━━━━━ ENTRIES SUPPLIED ━━━━━

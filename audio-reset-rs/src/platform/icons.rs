//! Icon generation utilities.
//!
//! Generates the status-colored tray icons.

/// Icon size in pixels.
pub const ICON_SIZE: u32 = 32;

/// What the tray icon shows.
#[derive(Debug, Clone, Copy, PartialEq, Eq)]
pub enum IconStatus {
    /// Reset in progress (amber)
    Working,

    /// Reset finished (green)
    Complete,

    /// Reset failed or was cancelled (red)
    Failed,
}

impl IconStatus {
    fn color(&self) -> (u8, u8, u8) {
        match self {
            IconStatus::Working => (230, 160, 30),
            IconStatus::Complete => (60, 180, 60),
            IconStatus::Failed => (220, 60, 60),
        }
    }
}

/// Generate a tray icon for `status`.
#[cfg(windows)]
pub fn create_status_icon(status: IconStatus) -> Result<tray_icon::Icon, String> {
    let rgba = generate_status_icon(status);
    tray_icon::Icon::from_rgba(rgba, ICON_SIZE, ICON_SIZE).map_err(|e| e.to_string())
}

/// Generate a status icon as RGBA data.
pub fn generate_status_icon(status: IconStatus) -> Vec<u8> {
    let size = ICON_SIZE as usize;
    let mut rgba = vec![0u8; size * size * 4];

    let center = size as f32 / 2.0;
    let radius = size as f32 / 2.0 - 3.0;
    let (r, g, b) = status.color();

    // Draw filled circle
    for y in 0..size {
        for x in 0..size {
            let idx = (y * size + x) * 4;
            let dx = x as f32 - center;
            let dy = y as f32 - center;
            let dist = (dx * dx + dy * dy).sqrt();

            if dist < radius {
                rgba[idx] = r;
                rgba[idx + 1] = g;
                rgba[idx + 2] = b;
                rgba[idx + 3] = 255;
            } else if dist < radius + 1.0 {
                // Anti-aliased edge
                let alpha = ((radius + 1.0 - dist) * 255.0) as u8;
                rgba[idx] = r;
                rgba[idx + 1] = g;
                rgba[idx + 2] = b;
                rgba[idx + 3] = alpha;
            }
        }
    }

    draw_speaker_shape(&mut rgba, size);

    if status == IconStatus::Failed {
        draw_strike_through(&mut rgba, size);
    }

    rgba
}

/// Draw a simplified speaker: a box and a flared cone.
fn draw_speaker_shape(rgba: &mut [u8], size: usize) {
    let box_left = size * 5 / 16;
    let box_right = size * 7 / 16;
    let center_y = size / 2;

    for x in box_left..(size * 11 / 16) {
        // The cone widens to the right of the box.
        let half_height = if x < box_right {
            size / 8
        } else {
            size / 8 + (x - box_right) / 2
        };
        for y in (center_y - half_height)..(center_y + half_height) {
            paint_white(rgba, size, x, y);
        }
    }
}

/// Draw a diagonal strike-through line.
fn draw_strike_through(rgba: &mut [u8], size: usize) {
    let thickness = 2;

    for i in 4..(size - 4) {
        for t in 0..thickness {
            paint_white(rgba, size, i, i + t);
        }
    }
}

fn paint_white(rgba: &mut [u8], size: usize, x: usize, y: usize) {
    if x < size && y < size {
        let idx = (y * size + x) * 4;
        rgba[idx] = 255;
        rgba[idx + 1] = 255;
        rgba[idx + 2] = 255;
        rgba[idx + 3] = 255;
    }
}

#[cfg(test)]
mod tests {
    use super::*;

    fn pixel(rgba: &[u8], x: usize, y: usize) -> &[u8] {
        let idx = (y * ICON_SIZE as usize + x) * 4;
        &rgba[idx..idx + 4]
    }

    #[test]
    fn test_icon_dimensions() {
        let rgba = generate_status_icon(IconStatus::Working);
        assert_eq!(rgba.len(), (ICON_SIZE * ICON_SIZE * 4) as usize);
    }

    #[test]
    fn test_status_colors_and_transparent_corner() {
        let complete = generate_status_icon(IconStatus::Complete);
        assert_eq!(pixel(&complete, 0, 0)[3], 0);
        // Left of the speaker, inside the circle.
        assert_eq!(pixel(&complete, 6, 16), &[60, 180, 60, 255]);

        let working = generate_status_icon(IconStatus::Working);
        assert_eq!(pixel(&working, 6, 16), &[230, 160, 30, 255]);
    }

    #[test]
    fn test_failed_icon_is_struck_through() {
        let failed = generate_status_icon(IconStatus::Failed);
        assert_eq!(pixel(&failed, 8, 8), &[255, 255, 255, 255]);

        let complete = generate_status_icon(IconStatus::Complete);
        assert_ne!(pixel(&complete, 8, 8), &[255, 255, 255, 255]);
    }
}
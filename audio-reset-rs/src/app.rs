//! Front ends that watch a running reset.
//!
//! The console front end waits for the worker. The tray front end pumps
//! Win32 messages every 50 ms, drains tray and pipeline events, and never
//! blocks on the worker.

use crate::runner::{RunError, RunHandle};
use crate::session::RunReport;
use crate::ui::TrayError;
use std::time::Duration;
use thiserror::Error;

/// Message pump period of the tray loop.
pub const PUMP_INTERVAL: Duration = Duration::from_millis(50);

/// How long the final tray icon stays up after the run.
pub const FINAL_STATUS_LINGER: Duration = Duration::from_millis(500);

/// Which front end watches the run.
#[derive(Debug, Clone, Copy, PartialEq, Eq)]
pub enum FrontEnd {
    Console,
    Tray,
}

impl FrontEnd {
    /// Tray when the config asks for a background run or `--tray` is given;
    /// `--console` always wins.
    pub fn choose(run_in_background: bool, tray_flag: bool, console_flag: bool) -> Self {
        if console_flag {
            FrontEnd::Console
        } else if run_in_background || tray_flag {
            FrontEnd::Tray
        } else {
            FrontEnd::Console
        }
    }
}

/// Front end error types.
#[derive(Debug, Error)]
pub enum AppError {
    #[error(transparent)]
    Run(#[from] RunError),

    #[error(transparent)]
    Tray(#[from] TrayError),
}

/// Block until the worker finishes. Ctrl+C is wired to the run's cancel
/// token by the caller.
pub fn run_console(handle: RunHandle) -> Result<RunReport, AppError> {
    Ok(handle.join()?)
}

/// Show the tray icon until the worker finishes.
#[cfg(windows)]
pub fn run_tray(handle: RunHandle) -> Result<RunReport, AppError> {
    use crate::orchestrator::PipelineEvent;
    use crate::ui::{MenuItemId, TrayEvent, TrayManager, TrayState};
    use std::time::Instant;
    use tracing::{info, warn};

    let mut tray = TrayManager::new();
    tray.create(TrayState::default())?;
    let mut cancel_requested = false;

    loop {
        let done = handle.is_finished();

        pump_messages();
        tray.process_events();

        while let Ok(TrayEvent::MenuItemClicked { id }) = tray.events().try_recv() {
            match id {
                MenuItemId::CancelReset | MenuItemId::Exit if !cancel_requested => {
                    info!("Cancel requested from tray.");
                    handle.cancel();
                    tray.set_cancel_enabled(false);
                    cancel_requested = true;
                }
                _ => {}
            }
        }

        while let Some(event) = handle.try_event() {
            let state = match &event {
                PipelineEvent::State { state, .. } => TrayState::for_state(*state),
                PipelineEvent::Finished(report) => TrayState::finished(report),
            };
            if let Err(e) = tray.apply(&state) {
                warn!("Tray update failed: {}", e);
            }
        }

        if done {
            break;
        }
        std::thread::sleep(PUMP_INTERVAL);
    }

    tray.set_cancel_enabled(false);
    let linger_until = Instant::now() + FINAL_STATUS_LINGER;
    while Instant::now() < linger_until {
        pump_messages();
        std::thread::sleep(PUMP_INTERVAL);
    }
    tray.destroy();

    Ok(handle.join()?)
}

#[cfg(windows)]
fn pump_messages() {
    use windows::Win32::Foundation::HWND;
    use windows::Win32::UI::WindowsAndMessaging::{
        DispatchMessageW, PeekMessageW, TranslateMessage, MSG, PM_REMOVE,
    };

    unsafe {
        let mut msg = MSG::default();
        while PeekMessageW(&mut msg, HWND::default(), 0, 0, PM_REMOVE).as_bool() {
            let _ = TranslateMessage(&msg);
            DispatchMessageW(&msg);
        }
    }
}

#[cfg(test)]
mod tests {
    use super::*;

    #[test]
    fn test_front_end_choice() {
        assert_eq!(FrontEnd::choose(false, false, false), FrontEnd::Console);
        assert_eq!(FrontEnd::choose(true, false, false), FrontEnd::Tray);
        assert_eq!(FrontEnd::choose(false, true, false), FrontEnd::Tray);
        assert_eq!(FrontEnd::choose(true, true, true), FrontEnd::Console);
    }
}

━━━━━

▶ **WORK INSTRUCTION**
Report how many lines of the listing hold the word "audio", with nothing but the number.

▶ **ANSWER FOR THIS EXERCISE**
2